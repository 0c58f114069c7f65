use chrono::NaiveDate;
use ulid::Ulid;

use crate::model::*;
use crate::time;

use super::{Engine, EngineError};

// ── Availability Algorithm ────────────────────────────────────────

/// Slot-sized candidates tiling `window` from its start that no busy span touches.
///
/// A candidate is emitted only if it fits entirely before `window.end`.
/// Busy spans may arrive in any order; they are sorted and swept with one
/// forward cursor, since candidate starts only increase.
pub fn free_slots(window: Span, slot_ms: Ms, busy: &[Span]) -> Vec<Span> {
    if slot_ms <= 0 {
        return Vec::new();
    }
    let mut busy = busy.to_vec();
    busy.sort_by_key(|s| s.start);

    let mut free = Vec::new();
    let mut cursor = 0;
    let mut start = window.start;
    while start + slot_ms <= window.end {
        let candidate = Span::new(start, start + slot_ms);

        // Nothing ending at or before this candidate can touch a later one.
        while cursor < busy.len() && busy[cursor].end <= candidate.start {
            cursor += 1;
        }
        let taken = busy[cursor..]
            .iter()
            .take_while(|b| b.start < candidate.end)
            .any(|b| b.overlaps(&candidate));
        if !taken {
            free.push(candidate);
        }
        start += slot_ms;
    }
    free
}

impl Engine {
    /// Free slots of one doctor on `date`, within working hours.
    pub async fn availability_spans(
        &self,
        doctor_id: Ulid,
        date: NaiveDate,
    ) -> Result<Vec<Span>, EngineError> {
        let doctor = self
            .doctors
            .get_doctor(doctor_id)
            .await?
            .ok_or(EngineError::NotFound(doctor_id))?;
        let window = time::day_window(date, self.hours.start, self.hours.end);
        let busy: Vec<Span> = self
            .reservations
            .find_overlapping(doctor_id, AppointmentStatus::Confirmed, window)
            .await?
            .into_iter()
            .map(|a| a.span)
            .collect();
        Ok(free_slots(window, doctor.slot_ms(), &busy))
    }

    /// Start times of the free slots, formatted as ISO local date-times.
    pub async fn availability(
        &self,
        doctor_id: Ulid,
        date: NaiveDate,
    ) -> Result<Vec<String>, EngineError> {
        Ok(self
            .availability_spans(doctor_id, date)
            .await?
            .into_iter()
            .map(|s| time::format_ms(s.start))
            .collect())
    }
}

#[cfg(test)]
mod tests {
    use super::*;

    const M: Ms = MINUTE_MS;
    const H: Ms = 60 * M;

    fn starts(slots: &[Span]) -> Vec<Ms> {
        slots.iter().map(|s| s.start).collect()
    }

    #[test]
    fn empty_day_is_fully_free() {
        let free = free_slots(Span::new(9 * H, 12 * H), 30 * M, &[]);
        assert_eq!(
            starts(&free),
            vec![9 * H, 9 * H + 30 * M, 10 * H, 10 * H + 30 * M, 11 * H, 11 * H + 30 * M]
        );
        assert!(free.iter().all(|s| s.duration_ms() == 30 * M));
    }

    #[test]
    fn booked_slots_are_skipped() {
        let busy = [
            Span::new(11 * H, 11 * H + 30 * M),
            Span::new(10 * H, 10 * H + 30 * M),
        ];
        let free = free_slots(Span::new(9 * H, 12 * H), 30 * M, &busy);
        assert_eq!(
            starts(&free),
            vec![9 * H, 9 * H + 30 * M, 10 * H + 30 * M, 11 * H + 30 * M]
        );
    }

    #[test]
    fn trailing_partial_slot_dropped() {
        // 45-minute slots in 2 hours: 9:00, 9:45; 10:30 would end at 11:15.
        let free = free_slots(Span::new(9 * H, 11 * H), 45 * M, &[]);
        assert_eq!(starts(&free), vec![9 * H, 9 * H + 45 * M]);
    }

    #[test]
    fn misaligned_booking_blocks_both_neighbours() {
        let busy = [Span::new(9 * H + 15 * M, 9 * H + 45 * M)];
        let free = free_slots(Span::new(9 * H, 11 * H), 30 * M, &busy);
        assert_eq!(starts(&free), vec![10 * H, 10 * H + 30 * M]);
    }

    #[test]
    fn touching_booking_does_not_block() {
        let busy = [Span::new(8 * H, 9 * H), Span::new(10 * H, 11 * H)];
        let free = free_slots(Span::new(9 * H, 10 * H), 30 * M, &busy);
        assert_eq!(starts(&free), vec![9 * H, 9 * H + 30 * M]);
    }

    #[test]
    fn long_booking_outlasting_short_one() {
        // Sorted by start, the long span comes first but ends last.
        let busy = [Span::new(9 * H, 11 * H), Span::new(9 * H + 30 * M, 9 * H + 45 * M)];
        let free = free_slots(Span::new(9 * H, 12 * H), 30 * M, &busy);
        assert_eq!(starts(&free), vec![11 * H, 11 * H + 30 * M]);
    }

    #[test]
    fn slot_longer_than_window() {
        assert!(free_slots(Span::new(9 * H, 10 * H), 90 * M, &[]).is_empty());
    }

    #[test]
    fn deterministic_for_fixed_input() {
        let busy = [Span::new(10 * H, 10 * H + 20 * M), Span::new(13 * H, 14 * H)];
        let window = Span::new(9 * H, 17 * H);
        assert_eq!(free_slots(window, 20 * M, &busy), free_slots(window, 20 * M, &busy));
    }
}
// ABOUTME: Scenario configuration for one simulation run.
// ABOUTME: Holds target, expressions, advantage mode and trial settings with validation.

use crate::error::{Error, Result};
use serde::{Deserialize, Serialize};
use std::fmt;
use std::str::FromStr;

/// Largest accepted trial count.
pub const MAX_TRIALS: usize = 1_000_000;

pub const DEFAULT_TRIALS: usize = 100_000;
pub const DEFAULT_CRIT_THRESHOLD: u32 = 20;

/// How the base d20 is rolled.
#[derive(Debug, Clone, Copy, Default, PartialEq, Eq, Hash, Serialize, Deserialize)]
#[serde(rename_all = "lowercase")]
pub enum AdvantageMode {
    /// Roll once.
    #[default]
    None,
    /// Roll twice, keep the higher.
    Advantage,
    /// Roll twice, keep the lower.
    Disadvantage,
}

impl FromStr for AdvantageMode {
    type Err = Error;

    fn from_str(s: &str) -> Result<Self> {
        match s.trim().to_lowercase().as_str() {
            "" | "none" | "normal" | "无" => Ok(AdvantageMode::None),
            "advantage" | "adv" | "优势" => Ok(AdvantageMode::Advantage),
            "disadvantage" | "dis" | "劣势" => Ok(AdvantageMode::Disadvantage),
            _ => Err(Error::UnknownAdvantage(s.to_string())),
        }
    }
}

impl fmt::Display for AdvantageMode {
    fn fmt(&self, f: &mut fmt::Formatter<'_>) -> fmt::Result {
        match self {
            AdvantageMode::None => write!(f, "none"),
            AdvantageMode::Advantage => write!(f, "advantage"),
            AdvantageMode::Disadvantage => write!(f, "disadvantage"),
        }
    }
}

/// Everything needed to run one scenario.
#[derive(Debug, Clone, PartialEq, Eq, Serialize, Deserialize)]
#[serde(default)]
pub struct SimConfig {
    /// Total the attack roll must meet or beat.
    pub target_defense: i64,
    /// Carried for callers; not used by the simulation.
    pub target_hp: i64,
    /// Attack bonus on top of the base d20, e.g. `-5+1D4+4`.
    pub attack_expression: String,
    /// Damage dealt on a hit, e.g. `2D8+10+4+1D6`.
    pub damage_expression: String,
    /// Carried for callers; every trial is a single attack.
    pub num_attacks: u32,
    pub advantage: AdvantageMode,
    pub trials: usize,
    /// Lowest base roll that counts as a critical.
    pub crit_threshold: u32,
    /// Seed for reproducible runs. `None` draws fresh entropy.
    pub seed: Option<u64>,
}

impl Default for SimConfig {
    fn default() -> Self {
        Self {
            target_defense: 15,
            target_hp: 80,
            attack_expression: String::new(),
            damage_expression: String::new(),
            num_attacks: 1,
            advantage: AdvantageMode::None,
            trials: DEFAULT_TRIALS,
            crit_threshold: DEFAULT_CRIT_THRESHOLD,
            seed: None,
        }
    }
}

impl SimConfig {
    /// Check the numeric settings. Expressions are checked when parsed.
    pub fn validate(&self) -> Result<()> {
        if self.trials == 0 || self.trials > MAX_TRIALS {
            return Err(Error::InvalidTrials(self.trials));
        }
        if !(1..=20).contains(&self.crit_threshold) {
            return Err(Error::InvalidCritThreshold(self.crit_threshold));
        }
        Ok(())
    }
}
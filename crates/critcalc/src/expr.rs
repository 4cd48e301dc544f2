// ABOUTME: Types for parsed attack and damage expressions.
// ABOUTME: A ParsedExpression is an ordered list of dice terms plus one flat modifier.

use serde::{Deserialize, Serialize};
use std::fmt;

/// `count` dice with `sides` faces each, always added to the total.
#[derive(Debug, Clone, Copy, PartialEq, Eq, Hash, Serialize, Deserialize)]
pub struct DiceTerm {
    pub count: u32,
    pub sides: u32,
}

impl DiceTerm {
    pub fn new(count: u32, sides: u32) -> Self {
        Self { count, sides }
    }

    /// Mean of one evaluation of this term.
    pub fn mean(&self) -> f64 {
        f64::from(self.count) * (f64::from(self.sides) + 1.0) / 2.0
    }
}

impl fmt::Display for DiceTerm {
    fn fmt(&self, f: &mut fmt::Formatter<'_>) -> fmt::Result {
        write!(f, "{}D{}", self.count, self.sides)
    }
}

/// The decomposition of one textual expression.
#[derive(Debug, Clone, Default, PartialEq, Eq, Serialize, Deserialize)]
pub struct ParsedExpression {
    /// Dice terms in expression order.
    pub dice: Vec<DiceTerm>,
    /// Signed sum of every standalone modifier.
    pub modifier: i64,
}

impl ParsedExpression {
    pub fn new(dice: Vec<DiceTerm>, modifier: i64) -> Self {
        Self { dice, modifier }
    }

    /// Total number of dice across all terms.
    pub fn dice_count(&self) -> u64 {
        self.dice.iter().map(|t| u64::from(t.count)).sum()
    }

    /// Smallest possible result of one evaluation.
    pub fn min(&self) -> i64 {
        self.modifier.saturating_add(self.dice_count() as i64)
    }

    /// Largest possible result of one evaluation.
    pub fn max(&self) -> i64 {
        let dice: i64 = self
            .dice
            .iter()
            .map(|t| i64::from(t.count) * i64::from(t.sides))
            .sum();
        self.modifier.saturating_add(dice)
    }

    /// Mean of one evaluation.
    pub fn mean(&self) -> f64 {
        self.dice.iter().map(DiceTerm::mean).sum::<f64>() + self.modifier as f64
    }
}

/// Canonical form, e.g. `2D8+1D6+14`. Parsing it yields the same value.
impl fmt::Display for ParsedExpression {
    fn fmt(&self, f: &mut fmt::Formatter<'_>) -> fmt::Result {
        for (i, term) in self.dice.iter().enumerate() {
            if i > 0 {
                write!(f, "+")?;
            }
            write!(f, "{}", term)?;
        }
        if self.modifier != 0 || self.dice.is_empty() {
            write!(f, "{:+}", self.modifier)?;
        }
        Ok(())
    }
}
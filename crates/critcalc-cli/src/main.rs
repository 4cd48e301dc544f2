// ABOUTME: Command-line interface for the critcalc damage simulator.
// ABOUTME: Layers defaults, an optional JSON scenario file and flags, then prints statistics.

use clap::Parser;
use critcalc::{AdvantageMode, SimConfig, Simulation, StatsBundle};
use std::path::PathBuf;
use tracing_subscriber::EnvFilter;

#[derive(Parser)]
#[command(name = "critcalc")]
#[command(about = "Estimate hit rates and expected damage for d20 attacks")]
#[command(version)]
struct Cli {
    /// Damage expression (e.g., "2D8+10+4+1D6")
    #[arg(short, long, allow_hyphen_values = true)]
    damage: Option<String>,

    /// Attack bonus on top of the d20 (e.g., "-5+1D4+4")
    #[arg(short, long, allow_hyphen_values = true)]
    attack: Option<String>,

    /// Target defense (armor class)
    #[arg(short = 't', long = "ac")]
    target_defense: Option<i64>,

    /// Advantage mode: none, advantage or disadvantage
    #[arg(long)]
    advantage: Option<AdvantageMode>,

    /// Lowest natural roll that counts as a critical
    #[arg(short, long)]
    crit: Option<u32>,

    /// Number of trials to run
    #[arg(short, long)]
    n: Option<usize>,

    /// Seed for a reproducible run
    #[arg(long)]
    seed: Option<u64>,

    /// JSON scenario file; flags override its fields
    #[arg(long)]
    scenario: Option<PathBuf>,

    /// Split the run into chunks of this many trials across threads
    #[arg(long)]
    chunk: Option<usize>,

    /// Output as JSON
    #[arg(long)]
    json: bool,

    /// Enable debug logging
    #[arg(short, long)]
    verbose: bool,
}

fn main() {
    let cli = Cli::parse();
    init_tracing(cli.verbose);

    let config = match build_config(&cli) {
        Ok(config) => config,
        Err(e) => {
            eprintln!("Error: {}", e);
            std::process::exit(1);
        }
    };

    let result = Simulation::new(config).and_then(|sim| {
        let stats = match cli.chunk {
            Some(chunk) => sim.run_parallel(chunk)?,
            None => sim.run(),
        };
        Ok((sim, stats))
    });

    match result {
        Ok((sim, stats)) => {
            if cli.json {
                print_json(sim.config(), &stats);
            } else {
                print_report(&sim, &stats);
            }
        }
        Err(e) => {
            eprintln!("Error: {}", e);
            std::process::exit(1);
        }
    }
}

fn init_tracing(verbose: bool) {
    let rust_log = std::env::var(EnvFilter::DEFAULT_ENV).ok();
    tracing_subscriber::fmt()
        .with_env_filter(env_filter(rust_log.as_deref(), verbose))
        .with_writer(std::io::stderr)
        .init();
}

/// `RUST_LOG` wins when it is set and valid; otherwise `-v` picks the level.
fn env_filter(rust_log: Option<&str>, verbose: bool) -> EnvFilter {
    let level = if verbose { "debug" } else { "warn" };
    rust_log
        .filter(|directives| !directives.trim().is_empty())
        .and_then(|directives| EnvFilter::try_new(directives).ok())
        .unwrap_or_else(|| EnvFilter::new(level))
}

fn build_config(cli: &Cli) -> Result<SimConfig, String> {
    let mut config = match &cli.scenario {
        Some(path) => {
            let text = std::fs::read_to_string(path)
                .map_err(|e| format!("reading {}: {}", path.display(), e))?;
            serde_json::from_str(&text).map_err(|e| format!("parsing {}: {}", path.display(), e))?
        }
        None => SimConfig::default(),
    };

    if let Some(damage) = &cli.damage {
        config.damage_expression = damage.clone();
    }
    if let Some(attack) = &cli.attack {
        config.attack_expression = attack.clone();
    }
    if let Some(target_defense) = cli.target_defense {
        config.target_defense = target_defense;
    }
    if let Some(advantage) = cli.advantage {
        config.advantage = advantage;
    }
    if let Some(crit) = cli.crit {
        config.crit_threshold = crit;
    }
    if let Some(n) = cli.n {
        config.trials = n;
    }
    if cli.seed.is_some() {
        config.seed = cli.seed;
    }
    Ok(config)
}

fn print_json(config: &SimConfig, stats: &StatsBundle) {
    use serde_json::json;

    let output = json!({
        "config": config,
        "stats": stats,
    });

    match serde_json::to_string_pretty(&output) {
        Ok(text) => println!("{}", text),
        Err(e) => {
            eprintln!("Error: {}", e);
            std::process::exit(1);
        }
    }
}

fn print_report(sim: &Simulation, stats: &StatsBundle) {
    let config = sim.config();
    println!(
        "1D20 + {} ({}) vs AC {}, crit on {}+, n={}",
        sim.attack(),
        config.advantage,
        config.target_defense,
        config.crit_threshold,
        stats.trials
    );
    println!("damage: {}", sim.damage());
    println!();
    println!("hit rate:            {:6.2}%", stats.hit_rate * 100.0);
    println!("crit rate:           {:6.2}%", stats.crit_rate * 100.0);
    println!("fumble rate:         {:6.2}%", stats.fumble_rate * 100.0);
    println!();
    println!("mean damage (all):   {:8.2}", stats.mean_damage_all);
    println!("mean damage (hit):   {:8.2}", stats.mean_damage_on_hit);
    println!("mean damage (crit):  {:8.2}", stats.mean_damage_on_crit);
    println!("expected damage:     {:8.2}", stats.expected_damage);
}

#[cfg(test)]
mod tests {
    use super::*;
    use tracing_subscriber::filter::LevelFilter;

    #[test]
    fn test_hyphenated_expressions() {
        let cli = Cli::try_parse_from(["critcalc", "-d", "-2+1D6", "-a", "-5+1D4+4"]).unwrap();
        let config = build_config(&cli).unwrap();
        assert_eq!(config.damage_expression, "-2+1D6");
        assert_eq!(config.attack_expression, "-5+1D4+4");
    }

    #[test]
    fn test_flags_override_defaults() {
        let cli = Cli::try_parse_from([
            "critcalc", "--ac", "18", "--advantage", "adv", "-c", "19", "-n", "500", "--seed", "3",
        ])
        .unwrap();
        let config = build_config(&cli).unwrap();
        assert_eq!(config.target_defense, 18);
        assert_eq!(config.advantage, AdvantageMode::Advantage);
        assert_eq!(config.crit_threshold, 19);
        assert_eq!(config.trials, 500);
        assert_eq!(config.seed, Some(3));
    }

    #[test]
    fn test_rust_log_takes_precedence() {
        let filter = env_filter(Some("debug"), false);
        assert_eq!(filter.max_level_hint(), Some(LevelFilter::DEBUG));
    }

    #[test]
    fn test_default_filter_levels() {
        assert_eq!(env_filter(None, false).max_level_hint(), Some(LevelFilter::WARN));
        assert_eq!(env_filter(None, true).max_level_hint(), Some(LevelFilter::DEBUG));
        assert_eq!(
            env_filter(Some("critcalc=verbose"), false).max_level_hint(),
            Some(LevelFilter::WARN)
        );
    }
}
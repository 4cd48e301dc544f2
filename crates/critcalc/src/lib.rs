// ABOUTME: Core library for estimating d20 attack outcomes by Monte Carlo simulation.
// ABOUTME: Parses attack/damage expressions and reports hit, crit, fumble and damage statistics.

//! # Critcalc
//!
//! Expected damage for a d20 attack against a fixed defense, estimated by
//! rolling many independent trials.
//!
//! ## Quick Start
//!
//! ```
//! use critcalc::{simulate, AdvantageMode, SimConfig};
//!
//! let config = SimConfig {
//!     target_defense: 15,
//!     attack_expression: "-5+1D4+4".to_string(),
//!     damage_expression: "2D8+10+4+1D6".to_string(),
//!     advantage: AdvantageMode::Advantage,
//!     trials: 10_000,
//!     ..Default::default()
//! };
//! let stats = simulate(&config).unwrap();
//! println!("Hit rate: {:.1}%", stats.hit_rate * 100.0);
//! println!("Expected damage: {:.2}", stats.expected_damage);
//! ```
//!
//! ## Expressions
//!
//! Attack and damage expressions are sums of dice terms (`2D8`, `1d6`) and
//! signed integers (`+4`, `-5`). Whitespace is ignored. Dice terms are always
//! added, and fragments that fit neither form are skipped with a warning.
//!
//! ## Resolution
//!
//! - A natural 1 is a fumble: automatic miss, no damage.
//! - A base roll at or above the crit threshold is a critical: automatic hit,
//!   damage dice doubled.
//! - Anything else hits when `d20 + attack >= target_defense`.

pub mod config;
pub mod damage;
pub mod error;
pub mod expr;
pub mod hit;
pub mod lexer;
pub mod parser;
pub mod roller;
pub mod sim;
pub mod trials;

pub use config::{AdvantageMode, SimConfig};
pub use damage::{StatsBundle, Tally};
pub use error::{Error, Result};
pub use expr::{DiceTerm, ParsedExpression};
pub use parser::{parse_report, ParseReport};
pub use roller::{FastRng, Rng};
pub use sim::{simulate, simulate_with_rng, Outcome, Simulation};
pub use trials::{Tier, Tiers, TrialBatch};

/// Parse an attack or damage expression.
///
/// # Examples
///
/// ```
/// use critcalc::DiceTerm;
///
/// let expr = critcalc::parse("2D8+10+4+1D6").unwrap();
/// assert_eq!(expr.dice, vec![DiceTerm::new(2, 8), DiceTerm::new(1, 6)]);
/// assert_eq!(expr.modifier, 14);
/// ```
pub fn parse(input: &str) -> Result<ParsedExpression> {
    parser::parse(input)
}
// ABOUTME: Single-pass scanner for attack and damage expressions.
// ABOUTME: Splits strings like "2D8+10-5+1D6" into dice, modifier and skipped tokens.

/// A token in the expression language.
#[derive(Debug, Clone, PartialEq, Eq)]
pub enum Token {
    /// A dice term such as `2D8`. Values are unchecked; zero is possible.
    Dice { count: u32, sides: u32 },
    /// A standalone signed integer such as `+4` or `-10`.
    Modifier(i64),
    /// A fragment that matched neither pattern.
    Skipped { text: String, pos: usize },
}

/// A scanner over an expression with all whitespace removed.
///
/// At each position the scanner tries, in order:
/// 1. a dice token `\d+[dD]\d+`, taking the longest digit runs;
/// 2. a modifier token `[+-]\d+` whose sign does not follow a dice marker
///    and whose digits are not followed by one.
///
/// Anything else is collected into a `Skipped` token. A sign whose digits
/// run into a dice marker (`+1D6`) is skipped alone so the digits can start
/// the dice token.
pub struct Lexer {
    chars: Vec<char>,
    pos: usize,
}

impl Lexer {
    /// Create a new lexer for the given input.
    pub fn new(input: &str) -> Self {
        Self {
            chars: input.chars().filter(|c| !c.is_whitespace()).collect(),
            pos: 0,
        }
    }

    /// Scan the whole input.
    pub fn tokenize(mut self) -> Vec<Token> {
        let mut tokens = Vec::new();
        while let Some(token) = self.next_token() {
            tokens.push(token);
        }
        tokens
    }

    /// Get the next token, or `None` at end of input.
    ///
    /// Consecutive unmatched characters are merged into one `Skipped` token.
    pub fn next_token(&mut self) -> Option<Token> {
        if self.pos >= self.chars.len() {
            return None;
        }

        if let Some(token) = self.dice().or_else(|| self.modifier()) {
            return Some(token);
        }

        let start = self.pos;
        self.pos += 1;
        while self.pos < self.chars.len() && !self.starts_token() {
            self.pos += 1;
        }
        Some(Token::Skipped {
            text: self.chars[start..self.pos].iter().collect(),
            pos: start,
        })
    }

    fn starts_token(&mut self) -> bool {
        let saved = self.pos;
        let matched = self.dice().or_else(|| self.modifier()).is_some();
        self.pos = saved;
        matched
    }

    fn dice(&mut self) -> Option<Token> {
        let (count, after_count) = self.digits(self.pos)?;
        if !self.is_marker(after_count) {
            return None;
        }
        let (sides, end) = self.digits(after_count + 1)?;
        self.pos = end;
        Some(Token::Dice {
            count: saturate_u32(count),
            sides: saturate_u32(sides),
        })
    }

    fn modifier(&mut self) -> Option<Token> {
        let negative = match self.chars.get(self.pos)? {
            '+' => false,
            '-' => true,
            _ => return None,
        };
        if self.pos > 0 && self.is_marker(self.pos - 1) {
            return None;
        }
        let (value, end) = self.digits(self.pos + 1)?;
        if self.is_marker(end) {
            return None;
        }
        self.pos = end;
        let value = i64::try_from(value).unwrap_or(i64::MAX);
        Some(Token::Modifier(if negative { -value } else { value }))
    }

    /// Read a run of ASCII digits starting at `from`, saturating on overflow.
    fn digits(&self, from: usize) -> Option<(u64, usize)> {
        let mut value: u64 = 0;
        let mut end = from;
        while let Some(digit) = self.chars.get(end).and_then(|c| c.to_digit(10)) {
            value = value.saturating_mul(10).saturating_add(u64::from(digit));
            end += 1;
        }
        (end > from).then_some((value, end))
    }

    fn is_marker(&self, at: usize) -> bool {
        matches!(self.chars.get(at), Some('d' | 'D'))
    }
}

fn saturate_u32(value: u64) -> u32 {
    u32::try_from(value).unwrap_or(u32::MAX)
}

◇ ◇ ◇ ◇

## What is needed:
Copy the lines that hold the word "verbose". Take them from the records above.

## Response area:
    verbose: bool,
    init_tracing(cli.verbose);
fn init_tracing(verbose: bool) {
        .with_env_filter(env_filter(rust_log.as_deref(), verbose))
fn env_filter(rust_log: Option<&str>, verbose: bool) -> EnvFilter {
    let level = if verbose { "debug" } else { "warn" };
            env_filter(Some("critcalc=verbose"), false).max_level_hint(),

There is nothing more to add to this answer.